Saudi Arabia’s representative stated soon after that “we are here to learn intercultural dialogue.” He was at pains to assure us that …we must live together, enjoying peace, that Islam is a tolerant religion which rejects hate, and that Muslims respect the other religions and wish to dialogue with them.
On hearing these glowing and well-meaning declarations, we wish to ask whether it would be possible for this Ad Hoc Committee to ‘test’ the optimism hanging in the air by asking each and every representative of the UN Member States here present – those which have adhered to and ratified the UN Bill of Human Rights and the other International Covenants – whether it would be possible for any citizen in their country to decide to change his or her religion and adopt another faith or belief or non-belief? Especially, does their local legislation permit or punish such an individual’s action, which is guaranteed under international law and widely proclaimed here; or is it forbidden for persons of any specific religion or faith to do so? This is a crucial question that needs a clear reply here, otherwise we would be turning back the clock on human rights significantly.
1. The Euro-Mediterranean Partnership, formerly known as the “Barcelona Process” (November 1995), was re-launched as the “Union for the Mediterranean” (Paris Summit, July 2008). The “Partnership” now includes all 27 member states of the European Union, along with 16 partners across the southern Mediterranean and the Middle East.
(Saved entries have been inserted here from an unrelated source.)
//! Tier Policy Engine
//!
//! Decides whether a record is old enough to leave its tier. Age is measured
//! from the record's `issued_at`, never from when it was ingested or when it
//! entered its current tier, so Cool -> Archive uses cumulative age.
//!
//! ## Age
//!
//! | Unit  | Length                                   |
//! |-------|------------------------------------------|
//! | month | 30.44 days = 2,630,016 s = 2,630,016,000 ms |
//!
//! Ages are fractional and computed at millisecond precision. Eligibility is
//! inclusive: a record exactly at the threshold moves, one second younger
//! does not.

use chrono::{DateTime, Utc};
use serde::{Deserialize, Serialize};
use tierhouse_core::{CompressionLevel, Record, TierLocation};

/// Average month length used for age computation, in milliseconds.
pub const MS_PER_MONTH: i64 = 2_630_016_000;

/// Outgoing rule for one tier.
#[derive(Debug, Clone, Copy, PartialEq, Serialize, Deserialize)]
pub struct TransitionPolicy {
    pub source: TierLocation,
    pub destination: TierLocation,
    pub age_threshold_months: f64,
    /// Compression applied when writing into `destination`
    pub destination_compression: Option<CompressionLevel>,
}

impl TransitionPolicy {
    pub fn is_eligible(&self, record: &Record, now: DateTime<Utc>) -> bool {
        is_eligible_at(record.issued_at, self.age_threshold_months, now)
    }
}

/// Elapsed months between `issued_at` and `now`. Negative for future issuance.
pub fn age_months(issued_at: DateTime<Utc>, now: DateTime<Utc>) -> f64 {
    elapsed_ms(issued_at, now) as f64 / MS_PER_MONTH as f64
}

/// Inclusive threshold check.
///
/// Compares milliseconds rather than fractional months so that whole-month
/// thresholds land exactly on their boundary.
pub fn is_eligible_at(issued_at: DateTime<Utc>, threshold_months: f64, now: DateTime<Utc>) -> bool {
    elapsed_ms(issued_at, now) as f64 >= threshold_months * MS_PER_MONTH as f64
}

fn elapsed_ms(issued_at: DateTime<Utc>, now: DateTime<Utc>) -> i64 {
    now.signed_duration_since(issued_at).num_milliseconds()
}

/// The set of active outgoing policies, at most one per source tier.
#[derive(Debug, Clone)]
pub struct PolicyEngine {
    policies: Vec<TransitionPolicy>,
}

impl PolicyEngine {
    pub fn new(mut policies: Vec<TransitionPolicy>) -> Self {
        policies.sort_by_key(|p| p.source.tier_order());
        policies.dedup_by_key(|p| p.source);
        Self { policies }
    }

    /// Outgoing policy for `source`, if it has one.
    pub fn policy_for(&self, source: TierLocation) -> Option<&TransitionPolicy> {
        self.policies.iter().find(|p| p.source == source)
    }

    /// Policies in evaluation order, hottest source first.
    pub fn policies(&self) -> &[TransitionPolicy] {
        &self.policies
    }

    /// The policy `record` satisfies while stored in `source`, if any.
    ///
    /// A store is only ever evaluated against its own outgoing policy.
    pub fn evaluate(
        &self,
        record: &Record,
        source: TierLocation,
        now: DateTime<Utc>,
    ) -> Option<&TransitionPolicy> {
        self.policy_for(source)
            .filter(|policy| policy.is_eligible(record, now))
    }
}

#[cfg(test)]
mod tests {
    use super::*;
    use chrono::{Duration, TimeZone};
    use tierhouse_core::RecordId;

    fn now() -> DateTime<Utc> {
        Utc.with_ymd_and_hms(2025, 6, 1, 12, 0, 0).unwrap()
    }

    fn record_issued(issued_at: DateTime<Utc>) -> Record {
        Record::new(
            RecordId::billing(1),
            "CUST-001",
            issued_at,
            101.23,
            "USD",
            "Cloud services",
            vec![],
        )
    }

    fn engine() -> PolicyEngine {
        PolicyEngine::new(vec![
            TransitionPolicy {
                source: TierLocation::Cool,
                destination: TierLocation::Archive,
                age_threshold_months: 12.0,
                destination_compression: Some(CompressionLevel::BEST),
            },
            TransitionPolicy {
                source: TierLocation::Hot,
                destination: TierLocation::Cool,
                age_threshold_months: 3.0,
                destination_compression: CompressionLevel::new(5).ok(),
            },
        ])
    }

    // Test 1: Month length
    #[test]
    fn test_one_month_is_30_44_days() {
        let issued = now() - Duration::milliseconds(MS_PER_MONTH);
        assert_eq!(age_months(issued, now()), 1.0);
        assert_eq!(MS_PER_MONTH, (30.44_f64 * 86_400_000.0).round() as i64);
    }

    // Test 2: Fractional ages
    #[test]
    fn test_age_is_fractional() {
        let age = age_months(now() - Duration::days(100), now());
        assert!((age - 100.0 / 30.44).abs() < 1e-9);
        assert!(age_months(now() + Duration::days(1), now()) < 0.0);
    }

    // Test 3: Exact threshold is eligible, one second short is not
    #[test]
    fn test_boundary_is_inclusive() {
        let exact = now() - Duration::milliseconds(3 * MS_PER_MONTH);
        assert!(is_eligible_at(exact, 3.0, now()));

        let short = exact + Duration::seconds(1);
        assert!(!is_eligible_at(short, 3.0, now()));
    }

    // Test 4: Zero threshold admits anything not issued in the future
    #[test]
    fn test_zero_threshold() {
        assert!(is_eligible_at(now(), 0.0, now()));
        assert!(!is_eligible_at(now() + Duration::seconds(1), 0.0, now()));
    }

    // Test 5: Policies sorted hottest first
    #[test]
    fn test_engine_orders_policies() {
        let engine = engine();
        let sources: Vec<_> = engine.policies().iter().map(|p| p.source).collect();
        assert_eq!(sources, vec![TierLocation::Hot, TierLocation::Cool]);
        assert!(engine.policy_for(TierLocation::Archive).is_none());
    }

    // Test 6: Each tier only uses its own policy
    #[test]
    fn test_evaluate_uses_source_policy() {
        let engine = engine();
        let record = record_issued(now() - Duration::days(100));

        let policy = engine.evaluate(&record, TierLocation::Hot, now()).unwrap();
        assert_eq!(policy.destination, TierLocation::Cool);

        // 100 days is well short of the Cool threshold
        assert!(engine.evaluate(&record, TierLocation::Cool, now()).is_none());
        assert!(engine.evaluate(&record, TierLocation::Archive, now()).is_none());
    }

    // Test 7: Cool threshold measured from issuance
    #[test]
    fn test_cool_threshold_is_cumulative() {
        let engine = engine();
        let record = record_issued(now() - Duration::days(400));
        let policy = engine.evaluate(&record, TierLocation::Cool, now()).unwrap();
        assert_eq!(policy.destination, TierLocation::Archive);
        assert_eq!(policy.destination_compression, Some(CompressionLevel::BEST));
    }
}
The partnership was organized into three main dimensions, which remain today as the broad working areas of the Union for the Mediterranean:
– Political and Security Dialogue, aimed at creating a common area of peace and stability, underpinned by sustainable development, rule of law, democracy and human rights.
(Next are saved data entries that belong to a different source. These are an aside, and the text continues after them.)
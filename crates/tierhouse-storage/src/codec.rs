//! Record codec: JSON payloads, optionally gzip-compressed.
//!
//! Payloads are self-describing JSON. Compressed payloads are gzip streams;
//! the level only matters when encoding, decompression is level-independent.
//!
//! Decoding failures are data-integrity errors. Callers must treat them as a
//! corrupt record rather than retrying.

use std::io::{Read, Write};

use bytes::Bytes;
use flate2::read::GzDecoder;
use flate2::write::GzEncoder;
use flate2::Compression;
use tierhouse_core::{CompressionLevel, Error, Record, Result};

/// Serialize a record, compressing it when a level is given.
pub fn encode(record: &Record, level: Option<CompressionLevel>) -> Result<Bytes> {
    let json = serde_json::to_vec(record).map_err(|e| Error::Decode(e.to_string()))?;

    match level {
        None => Ok(Bytes::from(json)),
        Some(level) => {
            let mut encoder = GzEncoder::new(
                Vec::with_capacity(json.len() / 2),
                Compression::new(level.get()),
            );
            encoder
                .write_all(&json)
                .map_err(|e| Error::Compression(e.to_string()))?;
            let compressed = encoder
                .finish()
                .map_err(|e| Error::Compression(e.to_string()))?;
            Ok(Bytes::from(compressed))
        }
    }
}

/// Deserialize a payload produced by [`encode`].
pub fn decode(data: &[u8], is_compressed: bool) -> Result<Record> {
    if is_compressed {
        let json = decompress(data)?;
        parse(&json)
    } else {
        parse(data)
    }
}

/// Inflate a gzip payload without parsing it.
pub fn decompress(data: &[u8]) -> Result<Vec<u8>> {
    let mut decoder = GzDecoder::new(data);
    let mut out = Vec::with_capacity(data.len() * 4);
    decoder
        .read_to_end(&mut out)
        .map_err(|e| Error::Compression(e.to_string()))?;
    Ok(out)
}

fn parse(json: &[u8]) -> Result<Record> {
    serde_json::from_slice(json).map_err(|e| Error::Decode(e.to_string()))
}
//! Record Data Structure
//!
//! This module defines the core `Record` type - the fundamental unit of data in Tierhouse.
//!
//! ## What is a Record?
//! A record is an immutable, time-stamped billing document. Once ingested its
//! content never changes; only the tier holding it (and that tier's compression)
//! changes as it ages.
//!
//! ## Structure
//! - **id**: unique identifier, stable for the record's lifetime
//! - **customer_id**: opaque reference, never validated against anything external
//! - **issued_at**: logical issuance time, the only input to age computation
//! - **amount** / **currency**: monetary value and ISO-4217 style code
//! - **description**: free text
//! - **line_items**: ordered `{label, quantity, unit_price}` entries
//!
//! ## Validation
//! Records are validated once, at ingestion, with [`Record::validate`]. Tier
//! reads trust what was written and do not re-validate.

use chrono::{DateTime, Utc};
use serde::{Deserialize, Serialize};

use crate::error::{Error, Result};
use crate::id::RecordId;

/// A single billed line.
#[derive(Debug, Clone, PartialEq, Serialize, Deserialize)]
pub struct LineItem {
    pub label: String,
    pub quantity: u32,
    pub unit_price: f64,
}

impl LineItem {
    pub fn new(label: impl Into<String>, quantity: u32, unit_price: f64) -> Self {
        Self {
            label: label.into(),
            quantity,
            unit_price,
        }
    }
}

/// An immutable billing record
#[derive(Debug, Clone, PartialEq, Serialize, Deserialize)]
pub struct Record {
    /// Unique identifier
    pub id: RecordId,

    /// Opaque customer reference
    pub customer_id: String,

    /// Logical issuance timestamp
    pub issued_at: DateTime<Utc>,

    /// Monetary amount
    pub amount: f64,

    /// Three-letter currency code
    pub currency: String,

    /// Free-text description
    pub description: String,

    /// Ordered line items
    #[serde(default)]
    pub line_items: Vec<LineItem>,
}

impl Record {
    pub fn new(
        id: RecordId,
        customer_id: impl Into<String>,
        issued_at: DateTime<Utc>,
        amount: f64,
        currency: impl Into<String>,
        description: impl Into<String>,
        line_items: Vec<LineItem>,
    ) -> Self {
        Self {
            id,
            customer_id: customer_id.into(),
            issued_at,
            amount,
            currency: currency.into(),
            description: description.into(),
            line_items,
        }
    }

    /// Check the record is fit for ingestion.
    pub fn validate(&self) -> Result<()> {
        if self.customer_id.trim().is_empty() {
            return Err(self.invalid("customer_id is empty"));
        }
        if !self.amount.is_finite() {
            return Err(self.invalid("amount is not a finite number"));
        }
        if self.currency.len() != 3 || !self.currency.bytes().all(|b| b.is_ascii_uppercase()) {
            return Err(self.invalid(&format!(
                "currency {:?} is not a three-letter upper-case code",
                self.currency
            )));
        }
        for (idx, item) in self.line_items.iter().enumerate() {
            if item.label.trim().is_empty() {
                return Err(self.invalid(&format!("line item {} has an empty label", idx)));
            }
            if item.quantity == 0 {
                return Err(self.invalid(&format!("line item {} has zero quantity", idx)));
            }
            if !item.unit_price.is_finite() || item.unit_price < 0.0 {
                return Err(self.invalid(&format!(
                    "line item {} has an invalid unit price {}",
                    idx, item.unit_price
                )));
            }
        }
        Ok(())
    }

    fn invalid(&self, reason: &str) -> Error {
        Error::InvalidRecord(format!("{}: {}", self.id, reason))
    }
}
– Economic and Financial Partnership, including the gradual establishment of a free-trade area aimed at promoting shared economic opportunity through sustainable and balanced socio-economic development.
– Social, Cultural & Human Partnership, aimed at promoting understanding and intercultural dialogue between cultures, religions & people, & facilitating exchanges between civil society & ordinary citizens, particularly women and young people.